What to produce: Exactly reproduce the lines from the line containing "let mut updates" to the end of the data below, inclusive, and nothing else.

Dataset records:

────────

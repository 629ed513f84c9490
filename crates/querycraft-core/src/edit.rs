//! Serializable edit commands
//!
//! An editor drives the model through a script of [`QueryEdit`]s, one per
//! user action. Each edit maps onto exactly one mutator.

use serde::{Deserialize, Serialize};

use crate::column::InitialColumn;
use crate::error::QueryModelError;
use crate::model::{QueryModel, QueryModelUpdate};
use crate::record::{QueryId, TableId, TransformationRecord};
use crate::transformation::validate_transformation_kinds;

/// One user edit
#[derive(Debug, Clone, PartialEq, Serialize, Deserialize)]
#[serde(tag = "op", rename_all = "snake_case")]
pub enum QueryEdit {
    SetId {
        id: QueryId,
    },

    SetName {
        name: String,
    },

    /// Changing the base table drops columns and transformations
    SetBaseTable {
        #[serde(default)]
        base_table: Option<TableId>,
    },

    AddColumn {
        column: InitialColumn,
    },

    RemoveColumn {
        alias: String,
    },

    RenameColumn {
        alias: String,
        display_name: String,
    },

    SetTransformations {
        #[serde(default)]
        transformations: Option<Vec<TransformationRecord>>,
    },
}

impl QueryEdit {
    /// Apply this edit to a model
    pub fn apply(&self, model: &QueryModel) -> QueryModelUpdate {
        match self {
            Self::SetId { id } => model.with_id(*id),
            Self::SetName { name } => model.with_name(name.clone()),
            Self::SetBaseTable { base_table } => model.with_base_table(*base_table),
            Self::AddColumn { column } => model.with_column(column.clone()),
            Self::RemoveColumn { alias } => model.without_column(alias),
            Self::RenameColumn { alias, display_name } => {
                model.with_display_name_for_column(alias, display_name.clone())
            }
            Self::SetTransformations { transformations } => {
                model.with_transformations(transformations.clone())
            }
        }
    }

    /// Strictly check any transformation records this edit carries
    pub fn validate(&self) -> Result<(), QueryModelError> {
        match self {
            Self::SetTransformations { transformations: Some(records) } => {
                validate_transformation_kinds(records)
            }
            _ => Ok(()),
        }
    }

    /// Parse an edit script (a JSON array of edits)
    pub fn script_from_json(json: &str) -> Result<Vec<QueryEdit>, QueryModelError> {
        serde_json::from_str(json).map_err(|e| QueryModelError::Parse(e.to_string()))
    }
}

/// Apply edits in order
///
/// Returns the final model and every update emitted along the way.
pub fn apply_edits(
    model: &QueryModel,
    edits: &[QueryEdit],
) -> (QueryModel, Vec<QueryModelUpdate>) {
    let mut current = model.clone();
    let mut updates = Vec::with_capacity(edits.len());

    for edit in edits {
        let update = edit.apply(&current);
        current = update.model.clone();
        updates.push(update);
    }

    (current, updates)
}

────────

Exercise solution:
    let mut updates = Vec::with_capacity(edits.len());

    for edit in edits {
        let update = edit.apply(&current);
        current = update.model.clone();
        updates.push(update);
    }

    (current, updates)
}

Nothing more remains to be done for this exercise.